Cinematic Moment: Inflight Shopping.
On a recent flight from Tampa to San Diego, there was a shortage of overhead storage space. Everyone unlucky enough to be in Zone 4 or higher was required to check their carry on bags at the gate, so all my reading material (ipad included) was held hostage by US Air. In desperation, I resorted to the only thing I could find to entertain myself-the SkyMall Magazine. Granted, I've leafed through many an edition of SkyMall, marveling at the statues of Bigfoot, the incredible portable pillow selection and the Lord of the Rings "one ring" replicas. But never had I actually read the sucker, page by page, taking in every tchotchke and home improvement gadget on the planet, listed in one, easily perusable publication. Four hours and two vodka sodas later...I compiled my favorites. I present to you, the useless, the stupid and the just plain creepy:
BED MADE EZ $29.99
Essentially a plastic wedge used to tuck sheets in between the mattress and box spring, a chore which is traditionally accomplished with something called a "hand." The Bed Made EZ has shown me the error of my outdated ways, while helping me do my part to waste more unnecessary plastic...and my money. I'm also not entirely sure how cramming this wedge in your bed will save your back from the excruciating pain of placing sheets and blankets on top of it.
Touted as "the only fitness device that applies the proven principles of resistance training to facial muscles." Created for the woman who doesn't mind looking incredibly stupid for a portion of the day, in the slight hope she will some day look slightly less creased. It's the facial equivalent of headgear. My husband would take one look at me in this thing at night and likely run for the hills. What good would it do me looking 1o days younger then? Besides, I prefer putting on my own scary mask (found in the bargain bin at K-mart for $3.00) and terrifying random children. They say laughter keeps you young AND it doubles as a couple's activity. Two words: Date. Night.
"Capture images on your computer screen of your warts, moles or other hard to see places..." This is the manufacturer's pitch, which really opens up the doors for the potentially freaky uses of the medical wand. It's touted as a wonderful way to bring in photos of health concerns to your doctor. I'm sure your doc will love receiving the hourly emails of your every inflamed body part, freckle and that bottle cap you somehow got lodged in your rectum last Saturday. It's a hypochondriac's dream and a med student's nightmare.

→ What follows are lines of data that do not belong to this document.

use prometheus_client::metrics::histogram::Histogram;
use prometheus_client::metrics::{counter::Counter, family::Family};
use prometheus_client::registry::Registry;
use prometheus_client_derive_encode::{EncodeLabelSet, EncodeLabelValue};

#[derive(Clone, Debug, Hash, PartialEq, Eq, EncodeLabelValue)]
pub enum Method {
    Get,
    Post,
    Put,
    Delete,
}

#[derive(Clone, Debug, Hash, PartialEq, Eq, EncodeLabelValue)]
pub enum Status {
    Success,
    Error,
}

#[derive(Clone, Debug, Hash, PartialEq, Eq, EncodeLabelSet)]
pub struct Labels {
    pub method: Method,
    pub status: Status,
}

#[derive(Clone, Debug)]
pub struct Metrics {
    pub request_counter: Family<Labels, Counter>,
    pub request_duration: Family<Labels, Histogram>,
}

impl Default for Metrics {
    fn default() -> Self {
        Self::new()
    }
}

impl Metrics {
    pub fn new() -> Self {
        Self {
            request_counter: Family::default(),
            request_duration: Family::new_with_constructor(|| {
                Histogram::new(vec![
                    0.005, 0.01, 0.025, 0.05, 0.1, 0.25, 0.5, 1.0, 2.5, 5.0, 10.0,
                ])
            }),
        }
    }

    /// Registers both families under `{prefix}_request_counter` and
    /// `{prefix}_request_duration`.
    pub fn register(&self, registry: &mut Registry, prefix: &str, component: &str) {
        registry.register(
            format!("{prefix}_request_counter"),
            format!("Total number of requests to the {component}"),
            self.request_counter.clone(),
        );
        registry.register(
            format!("{prefix}_request_duration"),
            format!("Histogram of request durations for the {component}"),
            self.request_duration.clone(),
        );
    }

    pub fn record(&self, method: Method, status: Status, duration_secs: f64) {
        let labels = Labels { method, status };
        self.request_counter.get_or_create(&labels).inc();
        self.request_duration
            .get_or_create(&labels)
            .observe(duration_secs);
    }
}

#[cfg(test)]
mod tests {
    use super::*;
    use prometheus_client::encoding::text::encode;

    #[test]
    fn recorded_requests_show_up_in_the_registry() {
        let mut registry = Registry::default();
        let metrics = Metrics::new();
        metrics.register(&mut registry, "product_query_service", "ProductQueryService");

        metrics.record(Method::Get, Status::Success, 0.002);
        metrics.record(Method::Get, Status::Error, 0.002);

        let labels = Labels {
            method: Method::Get,
            status: Status::Success,
        };
        assert_eq!(metrics.request_counter.get_or_create(&labels).get(), 1);

        let mut buffer = String::new();
        encode(&mut buffer, &registry).unwrap();
        assert!(buffer.contains("product_query_service_request_counter"));
        assert!(buffer.contains("status=\"Error\""));
    }
}
pub mod json;
pub mod path;
use crate::domain::response::ProductResponse;
use async_trait::async_trait;
use shared::errors::ServiceError;
use std::sync::Arc;

pub type DynProductQueryService = Arc<dyn ProductQueryServiceTrait + Send + Sync>;

#[async_trait]
pub trait ProductQueryServiceTrait {
    async fn find_all(&self) -> Result<Vec<ProductResponse>, ServiceError>;
    async fn find_by_id(&self, id: i64) -> Result<ProductResponse, ServiceError>;
}
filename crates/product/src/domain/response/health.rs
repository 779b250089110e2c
use chrono::{DateTime, Utc};
use serde::{Deserialize, Serialize};
use utoipa::ToSchema;

#[derive(Debug, Clone, Serialize, Deserialize, ToSchema)]
pub struct HealthResponse {
    #[schema(example = "healthy")]
    pub status: String,
    pub timestamp: DateTime<Utc>,
}

impl HealthResponse {
    pub fn healthy() -> Self {
        Self {
            status: "healthy".to_string(),
            timestamp: Utc::now(),
        }
    }
}
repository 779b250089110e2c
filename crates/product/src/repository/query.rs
use crate::{
    abstract_trait::product::repository::ProductQueryRepositoryTrait,
    model::Product as ProductModel,
};
use async_trait::async_trait;
use shared::{config::ConnectionPool, errors::RepositoryError};
use tracing::{error, info};

#[derive(Clone)]
pub struct ProductQueryRepository {
    db: ConnectionPool,
}

impl ProductQueryRepository {
    pub fn new(db: ConnectionPool) -> Self {
        Self { db }
    }
}

#[async_trait]
impl ProductQueryRepositoryTrait for ProductQueryRepository {
    async fn find_all(&self) -> Result<Vec<ProductModel>, RepositoryError> {
        info!("🔍 Fetching all products");

        let mut conn = self.db.acquire().await.map_err(|e| {
            error!("❌ Failed to acquire DB connection: {:?}", e);
            RepositoryError::from(e)
        })?;

        let products = sqlx::query_as::<_, ProductModel>(
            r#"
            SELECT id, name, description, price, category, created_at
            FROM products
            ORDER BY id
            "#,
        )
        .fetch_all(&mut *conn)
        .await
        .map_err(|e| {
            error!("❌ Failed to fetch products: {:?}", e);
            RepositoryError::from(e)
        })?;

        Ok(products)
    }

    async fn find_by_id(&self, id: i64) -> Result<Option<ProductModel>, RepositoryError> {
        info!("🆔 Fetching product by ID: {}", id);

        let mut conn = self.db.acquire().await.map_err(RepositoryError::from)?;

        let result = sqlx::query_as::<_, ProductModel>(
            r#"
            SELECT id, name, description, price, category, created_at
            FROM products
            WHERE id = ?
            "#,
        )
        .bind(id)
        .fetch_optional(&mut *conn)
        .await
        .map_err(RepositoryError::from)?;

        Ok(result)
    }

    async fn exists(&self, id: i64) -> Result<bool, RepositoryError> {
        let mut conn = self.db.acquire().await.map_err(RepositoryError::from)?;

        let found: Option<i64> = sqlx::query_scalar("SELECT 1 FROM products WHERE id = ?")
            .bind(id)
            .fetch_optional(&mut *conn)
            .await
            .map_err(RepositoryError::from)?;

        Ok(found.is_some())
    }
}
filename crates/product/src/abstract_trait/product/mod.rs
pub mod repository;
pub mod service;
use crate::{
    domain::requests::{CreateProduct, UpdateProduct},
    model::Product as ProductModel,
};
use async_trait::async_trait;
use shared::errors::RepositoryError;
use std::sync::Arc;

pub type DynProductCommandRepository = Arc<dyn ProductCommandRepositoryTrait + Send + Sync>;

#[async_trait]
pub trait ProductCommandRepositoryTrait {
    async fn create_product(&self, req: &CreateProduct) -> Result<ProductModel, RepositoryError>;
    /// Overwrites the mutable columns. Returns `RepositoryError::NotFound` when
    /// no row was touched.
    async fn update_product(&self, req: &UpdateProduct) -> Result<(), RepositoryError>;
    async fn delete_product(&self, id: i64) -> Result<(), RepositoryError>;
}
mod command;
mod query;

pub use self::command::{DynProductCommandRepository, ProductCommandRepositoryTrait};
pub use self::query::{DynProductQueryRepository, ProductQueryRepositoryTrait};
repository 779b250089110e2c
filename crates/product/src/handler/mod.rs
mod health;
mod product;

use crate::state::AppState;
use anyhow::{Context, Result};
use axum::{
    Router,
    extract::{DefaultBodyLimit, State},
    http::{StatusCode, header::CONTENT_TYPE},
    response::{IntoResponse, Redirect, Response},
    routing::get,
};
use prometheus_client::encoding::text::encode;
use shared::utils::shutdown_signal;
use std::{net::SocketAddr, sync::Arc};
use tokio::net::TcpListener;
use tower_http::{limit::RequestBodyLimitLayer, trace::TraceLayer};
use tracing::{error, info};
use utoipa::OpenApi;
use utoipa_axum::router::OpenApiRouter;
use utoipa_swagger_ui::SwaggerUi;

pub use self::health::health_routes;
pub use self::product::product_routes;

const MAX_BODY_BYTES: usize = 1024 * 1024;

#[derive(OpenApi)]
#[openapi(
    paths(
        product::get_products,
        product::get_product,
        product::create_product,
        product::update_product,
        product::delete_product,

        health::health_check,
    ),
    tags(
        (name = "Product", description = "Product endpoints"),
        (name = "Health", description = "Liveness endpoint"),
    )
)]
struct ApiDoc;

pub async fn metrics_handler(State(state): State<Arc<AppState>>) -> Response {
    let mut buffer = String::new();

    if let Err(e) = encode(&mut buffer, &state.registry) {
        error!("❌ Failed to encode metrics: {e}");
        return (
            StatusCode::INTERNAL_SERVER_ERROR,
            format!("Failed to encode metrics: {e}"),
        )
            .into_response();
    }

    (
        StatusCode::OK,
        [(
            CONTENT_TYPE,
            "application/openmetrics-text; version=1.0.0; charset=utf-8",
        )],
        buffer,
    )
        .into_response()
}

async fn docs_redirect() -> Redirect {
    Redirect::temporary("/swagger-ui")
}

pub struct AppRouter;

impl AppRouter {
    pub fn build(app_state: AppState) -> Router {
        let shared_state = Arc::new(app_state);

        let api_router = OpenApiRouter::with_openapi(ApiDoc::openapi())
            .route("/metrics", get(metrics_handler))
            .with_state(shared_state.clone())
            .merge(health_routes())
            .merge(product_routes(shared_state.clone()));

        let (app_router, api) = api_router.split_for_parts();

        app_router
            .route("/", get(docs_redirect))
            .merge(SwaggerUi::new("/swagger-ui").url("/api-docs/openapi.json", api))
            .layer(DefaultBodyLimit::disable())
            .layer(RequestBodyLimitLayer::new(MAX_BODY_BYTES))
            .layer(TraceLayer::new_for_http())
    }

    pub async fn serve(addr: SocketAddr, app_state: AppState) -> Result<()> {
        let app = Self::build(app_state);

        let listener = TcpListener::bind(addr)
            .await
            .with_context(|| format!("Failed to bind {addr}"))?;

        let local_addr = listener.local_addr()?;
        info!("🚀 Server running on http://{local_addr}");
        info!("📖 Swagger UI: http://{local_addr}/swagger-ui");
        info!("📊 Metrics: http://{local_addr}/metrics");

        axum::serve(listener, app)
            .with_graceful_shutdown(shutdown_signal())
            .await
            .context("HTTP server error")?;

        Ok(())
    }
}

The makers of this vest urge you to "forget bulky exterior pockets that advertise your valuables and stop paying for carry on bags." So pockets sewn onto the outside of your clothing just aren't cutting it anymore? You're sure to hide the fact you're holding anything at all in this GIGANTIC safari vest. Apparently they've overlooked the fact that layering this monstrosity over a business suit isn't sure to garner you any promotions and while it may hold "a digital camera, glasses and a magazine(!)" that doesn't quite take the place of an actual carry on for someone who's traveling further than the local aquarium. Until you come up with matching cargo pants that hold a laptop, Subway sandwich and at least two adult DVD's-I'll save my hundred bucks to check a bag and grab a pashmina.
This vinyl baby doll prides itself on its "hand applied hair" and "tiny hand-painted fingernails" created to "give the illusion of life." The whole concept of this poltergeist child skeeves me out. No one who can appreciate realistic fingernails should be in the market for a baby doll in the first place. But the real peanut butter on the jelly is the product review I discovered on Amazon:
"The baby's hair claims to look real but once you get the baby you will see that it looks like someone took some glue to the head. It also does not look like a real baby."
Some people just shouldn't have kids...or plastic ones at that. Enjoy your week everyone!